- Problem requirements
Retype every record that appears below, unchanged.

Source material section start

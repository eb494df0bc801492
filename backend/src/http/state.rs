//! Application state for the HTTP server.

use std::sync::Arc;

use crate::db::repository::FullRepository;

/// Shared application state passed to all handlers.
#[derive(Clone)]
pub struct AppState {
    pub repository: Arc<dyn FullRepository>,
}

impl AppState {
    pub fn new(repository: Arc<dyn FullRepository>) -> Self {
        Self { repository }
    }

    /// Borrow the store as a trait object for the service functions.
    pub fn repo(&self) -> &dyn FullRepository {
        self.repository.as_ref()
    }
}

Source material section end

- Exercise output
repository eb494df0bc801492
filename backend/src/http/state.rs
//! Application state for the HTTP server.

use std::sync::Arc;

use crate::db::repository::FullRepository;

/// Shared application state passed to all handlers.
#[derive(Clone)]
pub struct AppState {
    pub repository: Arc<dyn FullRepository>,
}

impl AppState {
    pub fn new(repository: Arc<dyn FullRepository>) -> Self {
        Self { repository }
    }

    /// Borrow the store as a trait object for the service functions.
    pub fn repo(&self) -> &dyn FullRepository {
        self.repository.as_ref()
    }
}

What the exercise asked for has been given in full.